== Work instruction ==
Retype word for word the lines of the data below, from the first to the one bearing "graph works with", with that one included.

[Data shown]

//! # PCM Codec
//!
//! Pure conversions between the three representations audio takes on its way
//! to and from the remote speech service:
//!
//! - **float samples**: normalized `f32` in `[-1.0, 1.0]`, what the audio graph works with
//! - **PCM16 bytes**: signed 16-bit little-endian integers, what the service speaks
//! - **base64 text**: the transport encoding inside JSON messages
//!
//! Nothing in here holds state or performs I/O, and nothing panics on bad
//! input: empty or odd-length buffers decode to silence.

use base64::engine::general_purpose::STANDARD;
use base64::Engine;
use byteorder::{ByteOrder, LittleEndian};
use serde::{Deserialize, Serialize};
use std::fmt;

use super::INPUT_MIME_TYPE;

/// Scale factor between normalized floats and PCM16 integers.
const PCM16_SCALE: f32 = 32768.0;

/// One unit of media on the wire: a mime tag plus base64 payload.
///
/// Constructed per frame/chunk and never mutated afterwards.
#[derive(Debug, Clone, PartialEq, Eq, Serialize, Deserialize)]
#[serde(rename_all = "camelCase")]
pub struct TransportBlob {
    pub mime_type: String,
    pub data: String,
}

/// Decoded multi-channel audio, one `Vec<f32>` per channel.
#[derive(Debug, Clone, PartialEq)]
pub struct PcmBuffer {
    sample_rate: u32,
    channels: Vec<Vec<f32>>,
}

impl PcmBuffer {
    /// Build a buffer from already de-interleaved channels.
    ///
    /// Channels are truncated to the shortest one so every channel has the
    /// same frame count.
    pub fn from_channels(sample_rate: u32, mut channels: Vec<Vec<f32>>) -> Self {
        let frames = channels.iter().map(Vec::len).min().unwrap_or(0);
        for channel in &mut channels {
            channel.truncate(frames);
        }
        Self { sample_rate, channels }
    }

    /// A zero-length buffer with `channel_count` empty channels.
    pub fn empty(sample_rate: u32, channel_count: usize) -> Self {
        Self {
            sample_rate,
            channels: vec![Vec::new(); channel_count],
        }
    }

    pub fn sample_rate(&self) -> u32 {
        self.sample_rate
    }

    pub fn number_of_channels(&self) -> usize {
        self.channels.len()
    }

    /// Samples per channel.
    pub fn frames(&self) -> usize {
        self.channels.first().map(Vec::len).unwrap_or(0)
    }

    pub fn is_empty(&self) -> bool {
        self.frames() == 0
    }

    pub fn channel(&self, index: usize) -> Option<&[f32]> {
        self.channels.get(index).map(Vec::as_slice)
    }

    /// Playback duration in seconds.
    pub fn duration(&self) -> f64 {
        if self.sample_rate == 0 {
            return 0.0;
        }
        self.frames() as f64 / self.sample_rate as f64
    }

    /// Average all channels down to one, which is what the playback mixer renders.
    pub fn to_mono(&self) -> Vec<f32> {
        match self.channels.len() {
            0 => Vec::new(),
            1 => self.channels[0].clone(),
            count => (0..self.frames())
                .map(|i| self.channels.iter().map(|c| c[i]).sum::<f32>() / count as f32)
                .collect(),
        }
    }
}

/// Errors from the transport encoding layer.
#[derive(Debug, Clone, PartialEq, Eq)]
pub enum CodecError {
    /// The payload was not valid base64 text
    InvalidBase64(String),
}

impl fmt::Display for CodecError {
    fn fmt(&self, f: &mut fmt::Formatter<'_>) -> fmt::Result {
        match self {
            CodecError::InvalidBase64(msg) => write!(f, "Invalid base64 payload: {}", msg),
        }
    }
}

impl std::error::Error for CodecError {}

/// Base64-encode raw bytes with the standard alphabet.
pub fn encode_base64(bytes: &[u8]) -> String {
    STANDARD.encode(bytes)
}

/// Decode standard-alphabet base64 text into raw bytes.
pub fn decode_base64(text: &str) -> Result<Vec<u8>, CodecError> {
    STANDARD
        .decode(text.trim())
        .map_err(|e| CodecError::InvalidBase64(e.to_string()))
}

/// Convert normalized float samples into PCM16 little-endian bytes.
///
/// Each sample is multiplied by 32768 and truncated toward zero. Values are
/// not clamped before scaling; anything past the i16 range saturates at the
/// integer conversion.
pub fn float_to_pcm16_bytes(samples: &[f32]) -> Vec<u8> {
    let ints: Vec<i16> = samples.iter().map(|&s| (s * PCM16_SCALE) as i16).collect();
    let mut bytes = vec![0u8; ints.len() * 2];
    LittleEndian::write_i16_into(&ints, &mut bytes);
    bytes
}

/// Encode one captured frame into the outbound wire unit.
///
/// The mime tag always advertises the fixed 16 kHz capture rate.
pub fn encode_float_to_pcm_blob(samples: &[f32]) -> TransportBlob {
    TransportBlob {
        mime_type: INPUT_MIME_TYPE.to_string(),
        data: encode_base64(&float_to_pcm16_bytes(samples)),
    }
}

/// Decode PCM16 little-endian bytes into a de-interleaved float buffer.
///
/// An odd trailing byte is dropped, as is any trailing partial frame when
/// `channel_count > 1`. Empty input, a single byte, or `channel_count == 0`
/// all produce a zero-length buffer.
pub fn decode_pcm_blob_to_samples(bytes: &[u8], sample_rate: u32, channel_count: usize) -> PcmBuffer {
    if channel_count == 0 {
        return PcmBuffer::empty(sample_rate, 0);
    }

    let even_len = bytes.len() - (bytes.len() % 2);
    let mut ints = vec![0i16; even_len / 2];
    LittleEndian::read_i16_into(&bytes[..even_len], &mut ints);

    let frames = ints.len() / channel_count;
    let mut channels = vec![Vec::with_capacity(frames); channel_count];
    for frame in 0..frames {
        for (index, channel) in channels.iter_mut().enumerate() {
            channel.push(ints[frame * channel_count + index] as f32 / PCM16_SCALE);
        }
    }

    PcmBuffer { sample_rate, channels }
}

/// Decode a base64 inline audio payload straight into a float buffer.
pub fn decode_inline_audio(data: &str, sample_rate: u32, channel_count: usize) -> Result<PcmBuffer, CodecError> {
    let bytes = decode_base64(data)?;
    Ok(decode_pcm_blob_to_samples(&bytes, sample_rate, channel_count))
}

/// Interleave a multi-channel buffer back into a single sample stream.
pub fn interleave(buffer: &PcmBuffer) -> Vec<f32> {
    let channels = buffer.number_of_channels();
    let frames = buffer.frames();
    let mut out = Vec::with_capacity(frames * channels);
    for frame in 0..frames {
        for channel in &buffer.channels {
            out.push(channel[frame]);
        }
    }
    out
}

#[cfg(test)]
mod tests {
    use super::*;
    use crate::audio::{INPUT_SAMPLE_RATE, OUTPUT_SAMPLE_RATE};

    #[test]
    fn test_round_trip_within_one_lsb() {
        let mut frame: Vec<f32> = (0..254).map(|i| ((i as f32) * 0.37).sin() * 0.99).collect();
        // Full scale: +1.0 saturates to 32767, -1.0 is exact
        frame.extend([1.0, -1.0]);
        let blob = encode_float_to_pcm_blob(&frame);
        let decoded = decode_inline_audio(&blob.data, INPUT_SAMPLE_RATE, 1).unwrap();

        assert_eq!(decoded.frames(), frame.len());
        for (original, restored) in frame.iter().zip(decoded.channel(0).unwrap()) {
            assert!((original - restored).abs() <= 1.0 / 32768.0, "{} vs {}", original, restored);
        }
    }

    #[test]
    fn test_exact_values_survive_round_trip() {
        let frame = vec![0.0, 0.5, -0.5, -1.0, 0.25, 16384.0 / 32768.0];
        let bytes = float_to_pcm16_bytes(&frame);
        let decoded = decode_pcm_blob_to_samples(&bytes, INPUT_SAMPLE_RATE, 1);
        assert_eq!(decoded.channel(0).unwrap(), frame.as_slice());
    }

    #[test]
    fn test_blob_is_tagged_with_capture_rate() {
        let blob = encode_float_to_pcm_blob(&[0.0; 256]);
        assert_eq!(blob.mime_type, "audio/pcm;rate=16000");
        assert_eq!(blob.mime_type, format!("audio/pcm;rate={}", INPUT_SAMPLE_RATE));

        let decoded = decode_inline_audio(&blob.data, INPUT_SAMPLE_RATE, 1).unwrap();
        assert_eq!(decoded.frames(), 256);
        assert!(decoded.channel(0).unwrap().iter().all(|&s| s == 0.0));
    }

    #[test]
    fn test_little_endian_layout() {
        let bytes = float_to_pcm16_bytes(&[0.5, -1.0]);
        assert_eq!(bytes, vec![0x00, 0x40, 0x00, 0x80]);
    }

    #[test]
    fn test_out_of_range_input_saturates() {
        let bytes = float_to_pcm16_bytes(&[1.5, -2.0]);
        let decoded = decode_pcm_blob_to_samples(&bytes, INPUT_SAMPLE_RATE, 1);
        assert_eq!(decoded.channel(0).unwrap(), &[32767.0 / 32768.0, -1.0]);
    }

    #[test]
    fn test_empty_and_odd_input_is_silence() {
        let empty = decode_pcm_blob_to_samples(&[], OUTPUT_SAMPLE_RATE, 1);
        assert!(empty.is_empty());
        assert_eq!(empty.duration(), 0.0);

        let single = decode_pcm_blob_to_samples(&[0x7f], OUTPUT_SAMPLE_RATE, 1);
        assert!(single.is_empty());

        let odd = decode_pcm_blob_to_samples(&[0x00, 0x40, 0x11], OUTPUT_SAMPLE_RATE, 1);
        assert_eq!(odd.channel(0).unwrap(), &[0.5]);

        let no_channels = decode_pcm_blob_to_samples(&[0x00, 0x40], OUTPUT_SAMPLE_RATE, 0);
        assert_eq!(no_channels.number_of_channels(), 0);
    }

    #[test]
    fn test_stereo_deinterleave_and_interleave() {
        let interleaved = [0.5f32, -0.5, 0.25, -0.25, 0.125];
        let bytes = float_to_pcm16_bytes(&interleaved);
        let buffer = decode_pcm_blob_to_samples(&bytes, OUTPUT_SAMPLE_RATE, 2);

        assert_eq!(buffer.frames(), 2);
        assert_eq!(buffer.channel(0).unwrap(), &[0.5, 0.25]);
        assert_eq!(buffer.channel(1).unwrap(), &[-0.5, -0.25]);
        assert_eq!(interleave(&buffer), vec![0.5, -0.5, 0.25, -0.25]);
        assert_eq!(buffer.to_mono(), vec![0.0, 0.0]);
    }

    #[test]
    fn test_duration_uses_sample_rate() {
        let buffer = PcmBuffer::from_channels(OUTPUT_SAMPLE_RATE, vec![vec![0.0; 12_000]]);
        assert!((buffer.duration() - 0.5).abs() < 1e-9);
    }

    #[test]
    fn test_invalid_base64_is_an_error() {
        assert!(matches!(
            decode_inline_audio("not base64 !!", OUTPUT_SAMPLE_RATE, 1),
            Err(CodecError::InvalidBase64(_))
        ));
    }
}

[/Data shown]

== Written response ==
//! # PCM Codec
//!
//! Pure conversions between the three representations audio takes on its way
//! to and from the remote speech service:
//!
//! - **float samples**: normalized `f32` in `[-1.0, 1.0]`, what the audio graph works with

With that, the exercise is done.